Your assignment :: Your output should repeat each record below with no differences.

Dataset records ::
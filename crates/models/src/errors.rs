use thiserror::Error;

#[derive(Debug, Error)]
pub enum ModelError {
    #[error("validation error: {0}")]
    Validation(String),
    #[error("database error: {0}")]
    Db(String),
}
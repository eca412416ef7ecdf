use sea_orm::{entity::prelude::*, ConnectionTrait, QueryOrder, QuerySelect, Set};
use serde::{Deserialize, Serialize};

use crate::errors;

pub const MAX_OBJECT_ID_LEN: usize = 128;
pub const MAX_OBJECT_TYPE_LEN: usize = 64;
pub const MAX_ACL_PARAM_LEN: usize = 128;

/// Write policy attached to every stored object.
#[derive(Copy, Clone, Debug, Default, PartialEq, Eq, EnumIter, DeriveActiveEnum, Serialize, Deserialize)]
#[sea_orm(rs_type = "String", db_type = "String(StringLen::N(16))")]
pub enum AclType {
    #[default]
    #[sea_orm(string_value = "Public")]
    Public,
    #[sea_orm(string_value = "User")]
    User,
    #[sea_orm(string_value = "Admin")]
    Admin,
}

#[derive(Clone, Debug, PartialEq, DeriveEntityModel, Serialize, Deserialize)]
#[sea_orm(table_name = "storage_object")]
pub struct Model {
    #[sea_orm(primary_key, auto_increment = false)]
    pub object_id: String,
    pub object_type: String,
    #[sea_orm(column_type = "Text")]
    pub object_data: String,
    pub object_score: f32,
    pub acl_type: AclType,
    pub acl_param: String,
    pub created_on: DateTimeWithTimeZone,
    pub modified_on: DateTimeWithTimeZone,
}

#[derive(Copy, Clone, Debug, EnumIter, DeriveRelation)]
pub enum Relation {}

impl ActiveModelBehavior for ActiveModel {}

pub fn validate_object_id(id: &str) -> Result<(), errors::ModelError> {
    if id.trim().is_empty() {
        return Err(errors::ModelError::Validation("ObjectId required".into()));
    }
    if id.len() > MAX_OBJECT_ID_LEN {
        return Err(errors::ModelError::Validation(format!("ObjectId too long (<={MAX_OBJECT_ID_LEN})")));
    }
    Ok(())
}

pub fn validate_object_type(ty: &str) -> Result<(), errors::ModelError> {
    if ty.trim().is_empty() {
        return Err(errors::ModelError::Validation("ObjectType required".into()));
    }
    if ty.len() > MAX_OBJECT_TYPE_LEN {
        return Err(errors::ModelError::Validation(format!("ObjectType too long (<={MAX_OBJECT_TYPE_LEN})")));
    }
    Ok(())
}

pub fn validate_acl_param(param: &str) -> Result<(), errors::ModelError> {
    if param.len() > MAX_ACL_PARAM_LEN {
        return Err(errors::ModelError::Validation(format!("AclParam too long (<={MAX_ACL_PARAM_LEN})")));
    }
    Ok(())
}

/// The body is opaque to the store but must at least be a JSON document.
pub fn validate_object_data(data: &str) -> Result<(), errors::ModelError> {
    serde_json::from_str::<serde_json::Value>(data)
        .map(|_| ())
        .map_err(|e| errors::ModelError::Validation(format!("ObjectData is not valid JSON: {e}")))
}

pub fn validate(model: &Model) -> Result<(), errors::ModelError> {
    validate_object_id(&model.object_id)?;
    validate_object_type(&model.object_type)?;
    validate_acl_param(&model.acl_param)?;
    validate_object_data(&model.object_data)?;
    if !model.object_score.is_finite() {
        return Err(errors::ModelError::Validation("ObjectScore must be finite".into()));
    }
    Ok(())
}

pub async fn find<C: ConnectionTrait>(db: &C, object_id: &str) -> Result<Option<Model>, errors::ModelError> {
    Entity::find_by_id(object_id.to_string())
        .one(db)
        .await
        .map_err(|e| errors::ModelError::Db(e.to_string()))
}

pub async fn find_many<C: ConnectionTrait>(db: &C, ids: &[String]) -> Result<Vec<Model>, errors::ModelError> {
    if ids.is_empty() {
        return Ok(Vec::new());
    }
    Entity::find()
        .filter(Column::ObjectId.is_in(ids.iter().cloned()))
        .all(db)
        .await
        .map_err(|e| errors::ModelError::Db(e.to_string()))
}

/// Every row of one type, lowest score first.
pub async fn list_by_type<C: ConnectionTrait>(db: &C, object_type: &str) -> Result<Vec<Model>, errors::ModelError> {
    Entity::find()
        .filter(Column::ObjectType.eq(object_type.to_string()))
        .order_by_asc(Column::ObjectScore)
        .all(db)
        .await
        .map_err(|e| errors::ModelError::Db(e.to_string()))
}

/// Highest scores of one type, limited to `limit` rows.
pub async fn top_by_score<C: ConnectionTrait>(db: &C, object_type: &str, limit: u64) -> Result<Vec<Model>, errors::ModelError> {
    Entity::find()
        .filter(Column::ObjectType.eq(object_type.to_string()))
        .order_by_desc(Column::ObjectScore)
        .order_by_asc(Column::ObjectId)
        .limit(limit)
        .all(db)
        .await
        .map_err(|e| errors::ModelError::Db(e.to_string()))
}

pub async fn count_above<C: ConnectionTrait>(db: &C, object_type: &str, score: f32) -> Result<u64, errors::ModelError> {
    Entity::find()
        .filter(Column::ObjectType.eq(object_type.to_string()))
        .filter(Column::ObjectScore.gt(score))
        .count(db)
        .await
        .map_err(|e| errors::ModelError::Db(e.to_string()))
}

pub async fn insert<C: ConnectionTrait>(db: &C, model: Model) -> Result<Model, errors::ModelError> {
    validate(&model)?;
    let am = ActiveModel {
        object_id: Set(model.object_id),
        object_type: Set(model.object_type),
        object_data: Set(model.object_data),
        object_score: Set(model.object_score),
        acl_type: Set(model.acl_type),
        acl_param: Set(model.acl_param),
        created_on: Set(model.created_on),
        modified_on: Set(model.modified_on),
    };
    am.insert(db).await.map_err(|e| errors::ModelError::Db(e.to_string()))
}

/// Overwrite the mutable columns of an existing row.
pub async fn overwrite<C: ConnectionTrait>(db: &C, model: Model) -> Result<Model, errors::ModelError> {
    validate(&model)?;
    let am = ActiveModel {
        object_id: sea_orm::ActiveValue::Unchanged(model.object_id),
        object_type: Set(model.object_type),
        object_data: Set(model.object_data),
        object_score: Set(model.object_score),
        acl_type: Set(model.acl_type),
        acl_param: Set(model.acl_param),
        created_on: Set(model.created_on),
        modified_on: Set(model.modified_on),
    };
    am.update(db).await.map_err(|e| errors::ModelError::Db(e.to_string()))
}

pub async fn delete<C: ConnectionTrait>(db: &C, object_id: &str) -> Result<bool, errors::ModelError> {
    let res = Entity::delete_by_id(object_id.to_string())
        .exec(db)
        .await
        .map_err(|e| errors::ModelError::Db(e.to_string()))?;
    Ok(res.rows_affected > 0)
}

/// Remove every object owned by `owner` (`AclParam == owner`); returns the number removed.
pub async fn delete_owned_by<C: ConnectionTrait>(db: &C, owner: &str) -> Result<u64, errors::ModelError> {
    let res = Entity::delete_many()
        .filter(Column::AclParam.eq(owner.to_string()))
        .exec(db)
        .await
        .map_err(|e| errors::ModelError::Db(e.to_string()))?;
    Ok(res.rows_affected)
}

Finished task ::
filename crates/models/src/errors.rs
use thiserror::Error;

#[derive(Debug, Error)]
pub enum ModelError {
    #[error("validation error: {0}")]
    Validation(String),
    #[error("database error: {0}")]
    Db(String),
}
repository eca412416ef7ecdf
use sea_orm::{entity::prelude::*, ConnectionTrait, QueryOrder, QuerySelect, Set};
use serde::{Deserialize, Serialize};

use crate::errors;

pub const MAX_OBJECT_ID_LEN: usize = 128;
pub const MAX_OBJECT_TYPE_LEN: usize = 64;
pub const MAX_ACL_PARAM_LEN: usize = 128;

/// Write policy attached to every stored object.
#[derive(Copy, Clone, Debug, Default, PartialEq, Eq, EnumIter, DeriveActiveEnum, Serialize, Deserialize)]
#[sea_orm(rs_type = "String", db_type = "String(StringLen::N(16))")]
pub enum AclType {
    #[default]
    #[sea_orm(string_value = "Public")]
    Public,
    #[sea_orm(string_value = "User")]
    User,
    #[sea_orm(string_value = "Admin")]
    Admin,
}

#[derive(Clone, Debug, PartialEq, DeriveEntityModel, Serialize, Deserialize)]
#[sea_orm(table_name = "storage_object")]
pub struct Model {
    #[sea_orm(primary_key, auto_increment = false)]
    pub object_id: String,
    pub object_type: String,
    #[sea_orm(column_type = "Text")]
    pub object_data: String,
    pub object_score: f32,
    pub acl_type: AclType,
    pub acl_param: String,
    pub created_on: DateTimeWithTimeZone,
    pub modified_on: DateTimeWithTimeZone,
}

#[derive(Copy, Clone, Debug, EnumIter, DeriveRelation)]
pub enum Relation {}

impl ActiveModelBehavior for ActiveModel {}

pub fn validate_object_id(id: &str) -> Result<(), errors::ModelError> {
    if id.trim().is_empty() {
        return Err(errors::ModelError::Validation("ObjectId required".into()));
    }
    if id.len() > MAX_OBJECT_ID_LEN {
        return Err(errors::ModelError::Validation(format!("ObjectId too long (<={MAX_OBJECT_ID_LEN})")));
    }
    Ok(())
}

pub fn validate_object_type(ty: &str) -> Result<(), errors::ModelError> {
    if ty.trim().is_empty() {
        return Err(errors::ModelError::Validation("ObjectType required".into()));
    }
    if ty.len() > MAX_OBJECT_TYPE_LEN {
        return Err(errors::ModelError::Validation(format!("ObjectType too long (<={MAX_OBJECT_TYPE_LEN})")));
    }
    Ok(())
}

pub fn validate_acl_param(param: &str) -> Result<(), errors::ModelError> {
    if param.len() > MAX_ACL_PARAM_LEN {
        return Err(errors::ModelError::Validation(format!("AclParam too long (<={MAX_ACL_PARAM_LEN})")));
    }
    Ok(())
}

/// The body is opaque to the store but must at least be a JSON document.
pub fn validate_object_data(data: &str) -> Result<(), errors::ModelError> {
    serde_json::from_str::<serde_json::Value>(data)
        .map(|_| ())
        .map_err(|e| errors::ModelError::Validation(format!("ObjectData is not valid JSON: {e}")))
}

pub fn validate(model: &Model) -> Result<(), errors::ModelError> {
    validate_object_id(&model.object_id)?;
    validate_object_type(&model.object_type)?;
    validate_acl_param(&model.acl_param)?;
    validate_object_data(&model.object_data)?;
    if !model.object_score.is_finite() {
        return Err(errors::ModelError::Validation("ObjectScore must be finite".into()));
    }
    Ok(())
}

pub async fn find<C: ConnectionTrait>(db: &C, object_id: &str) -> Result<Option<Model>, errors::ModelError> {
    Entity::find_by_id(object_id.to_string())
        .one(db)
        .await
        .map_err(|e| errors::ModelError::Db(e.to_string()))
}

pub async fn find_many<C: ConnectionTrait>(db: &C, ids: &[String]) -> Result<Vec<Model>, errors::ModelError> {
    if ids.is_empty() {
        return Ok(Vec::new());
    }
    Entity::find()
        .filter(Column::ObjectId.is_in(ids.iter().cloned()))
        .all(db)
        .await
        .map_err(|e| errors::ModelError::Db(e.to_string()))
}

/// Every row of one type, lowest score first.
pub async fn list_by_type<C: ConnectionTrait>(db: &C, object_type: &str) -> Result<Vec<Model>, errors::ModelError> {
    Entity::find()
        .filter(Column::ObjectType.eq(object_type.to_string()))
        .order_by_asc(Column::ObjectScore)
        .all(db)
        .await
        .map_err(|e| errors::ModelError::Db(e.to_string()))
}

/// Highest scores of one type, limited to `limit` rows.
pub async fn top_by_score<C: ConnectionTrait>(db: &C, object_type: &str, limit: u64) -> Result<Vec<Model>, errors::ModelError> {
    Entity::find()
        .filter(Column::ObjectType.eq(object_type.to_string()))
        .order_by_desc(Column::ObjectScore)
        .order_by_asc(Column::ObjectId)
        .limit(limit)
        .all(db)
        .await
        .map_err(|e| errors::ModelError::Db(e.to_string()))
}

pub async fn count_above<C: ConnectionTrait>(db: &C, object_type: &str, score: f32) -> Result<u64, errors::ModelError> {
    Entity::find()
        .filter(Column::ObjectType.eq(object_type.to_string()))
        .filter(Column::ObjectScore.gt(score))
        .count(db)
        .await
        .map_err(|e| errors::ModelError::Db(e.to_string()))
}

pub async fn insert<C: ConnectionTrait>(db: &C, model: Model) -> Result<Model, errors::ModelError> {
    validate(&model)?;
    let am = ActiveModel {
        object_id: Set(model.object_id),
        object_type: Set(model.object_type),
        object_data: Set(model.object_data),
        object_score: Set(model.object_score),
        acl_type: Set(model.acl_type),
        acl_param: Set(model.acl_param),
        created_on: Set(model.created_on),
        modified_on: Set(model.modified_on),
    };
    am.insert(db).await.map_err(|e| errors::ModelError::Db(e.to_string()))
}

/// Overwrite the mutable columns of an existing row.
pub async fn overwrite<C: ConnectionTrait>(db: &C, model: Model) -> Result<Model, errors::ModelError> {
    validate(&model)?;
    let am = ActiveModel {
        object_id: sea_orm::ActiveValue::Unchanged(model.object_id),
        object_type: Set(model.object_type),
        object_data: Set(model.object_data),
        object_score: Set(model.object_score),
        acl_type: Set(model.acl_type),
        acl_param: Set(model.acl_param),
        created_on: Set(model.created_on),
        modified_on: Set(model.modified_on),
    };
    am.update(db).await.map_err(|e| errors::ModelError::Db(e.to_string()))
}

pub async fn delete<C: ConnectionTrait>(db: &C, object_id: &str) -> Result<bool, errors::ModelError> {
    let res = Entity::delete_by_id(object_id.to_string())
        .exec(db)
        .await
        .map_err(|e| errors::ModelError::Db(e.to_string()))?;
    Ok(res.rows_affected > 0)
}

/// Remove every object owned by `owner` (`AclParam == owner`); returns the number removed.
pub async fn delete_owned_by<C: ConnectionTrait>(db: &C, owner: &str) -> Result<u64, errors::ModelError> {
    let res = Entity::delete_many()
        .filter(Column::AclParam.eq(owner.to_string()))
        .exec(db)
        .await
        .map_err(|e| errors::ModelError::Db(e.to_string()))?;
    Ok(res.rows_affected)
}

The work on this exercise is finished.